The Committee has asked for the response to be provided, and an explanation for the delay, by Thursday 23 November.
Government departments are meant to submit responses to petitions within 21 days. A response to this petition was first requested by the Committee on 15 September 2023, but the Government has not yet responded.
Because the response to this petition is well over a month late, the Committee has written to the Government asking them to explain the delay, and to provide their response to this petition.
We will share the Government's explanation for the delay, and their response, with you when we receive this.
What has the Government announced?
While the Government has not yet responded to the petition you signed, it has announced plans to ban XL Bully type dogs, and set out the rules that will apply to these dogs.
Under the new rules, which will come into force on 31 December 2023, it will be illegal to breed, sell, advertise, exchange, gift, rehome, abandon or allow XL Bully dogs to stray in England and Wales.

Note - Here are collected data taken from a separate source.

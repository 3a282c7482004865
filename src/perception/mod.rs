//! Perception module for the rover
pub mod distance_field;
pub mod geometry;
pub mod localizer;
pub mod optimizer;
pub mod scan;

use std::any::Any;

use log::info;

use self::geometry::MapGeometry;
use self::localizer::{LocalizationError, Localizer};
use crate::common::Pose;
use crate::config::{LocalizerConfig, MapConfig};
use crate::control::actuator::ActuatorHandle;
use crate::lifecycle::{LifecycleNode, LifecycleNodeBase, State};
use crate::slam::state::{MapSnapshot, SharedPose, SharedScan};

/// Perception stack: pose estimation and pose recovery
pub struct PerceptionStack {
    base: LifecycleNodeBase,
    geometry: MapGeometry,
    localizer: Localizer,
    scans: SharedScan,
    pose: SharedPose,
}

impl PerceptionStack {
    pub fn new(
        map_config: &MapConfig,
        localizer_config: LocalizerConfig,
        scans: SharedScan,
        pose: SharedPose,
    ) -> Self {
        let geometry = MapGeometry::new(map_config.size_pixels, map_config.size_meters);
        PerceptionStack {
            base: LifecycleNodeBase::new("perception_stack"),
            geometry,
            localizer: Localizer::new(localizer_config, geometry),
            scans,
            pose,
        }
    }

    /// Current pose estimate
    pub fn pose(&self) -> Pose {
        self.pose.get()
    }

    /// Frame geometry of the map this stack perceives against
    pub fn geometry(&self) -> MapGeometry {
        self.geometry
    }

    /// Recover the rover pose on a loaded map and store it as the current
    /// estimate. The caller seeds the SLAM backend with the returned pose
    /// before starting steady-state fusion.
    pub async fn relocalize(
        &self,
        map: &MapSnapshot,
        actuator: &ActuatorHandle,
    ) -> Result<Pose, LocalizationError> {
        let pose = self.localizer.relocalize(&self.scans, map, actuator).await?;
        self.pose.store(pose);
        Ok(pose)
    }
}

impl LifecycleNode for PerceptionStack {
    fn on_configure(&mut self) -> Result<(), String> {
        info!("configuring perception stack");
        self.base.transition(State::Inactive)
    }

    fn on_activate(&mut self) -> Result<(), String> {
        info!("activating perception stack");
        self.base.transition(State::Active)
    }

    fn on_deactivate(&mut self) -> Result<(), String> {
        info!("deactivating perception stack");
        self.base.transition(State::Inactive)
    }

    fn on_cleanup(&mut self) -> Result<(), String> {
        info!("cleaning up perception stack");
        self.base.transition(State::Unconfigured)
    }

    fn as_any_mut(&mut self) -> &mut dyn Any {
        self
    }
}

From this date, these dogs must be kept on a lead and muzzled in public. From 1 February 2024 it will then become illegal to own an XL Bully dog if it is not registered on the Index of Exempted Dogs.
You can find out more about the Government's plans and the new rules on the Government's website:
Minister responds to request for explanation for delay in responding to petition
Last November the Petitions Committee (the group of MPs who oversee the petitions system) wrote to the Department for Environment, Food and Rural Affairs (Defra) about the overdue Government response to this petition. The Committee asked for the response to be provided, and an explanation for the delay in providing this.
The Government has now responded to this petition, and the Minister for Biodiversity, Animal Health and Welfare has explained that Defra has been responding to large volumes of e-petitions and correspondence. The Minister has said that the department continues to review its processes and endeavours to provide on-time responses to e-petitions.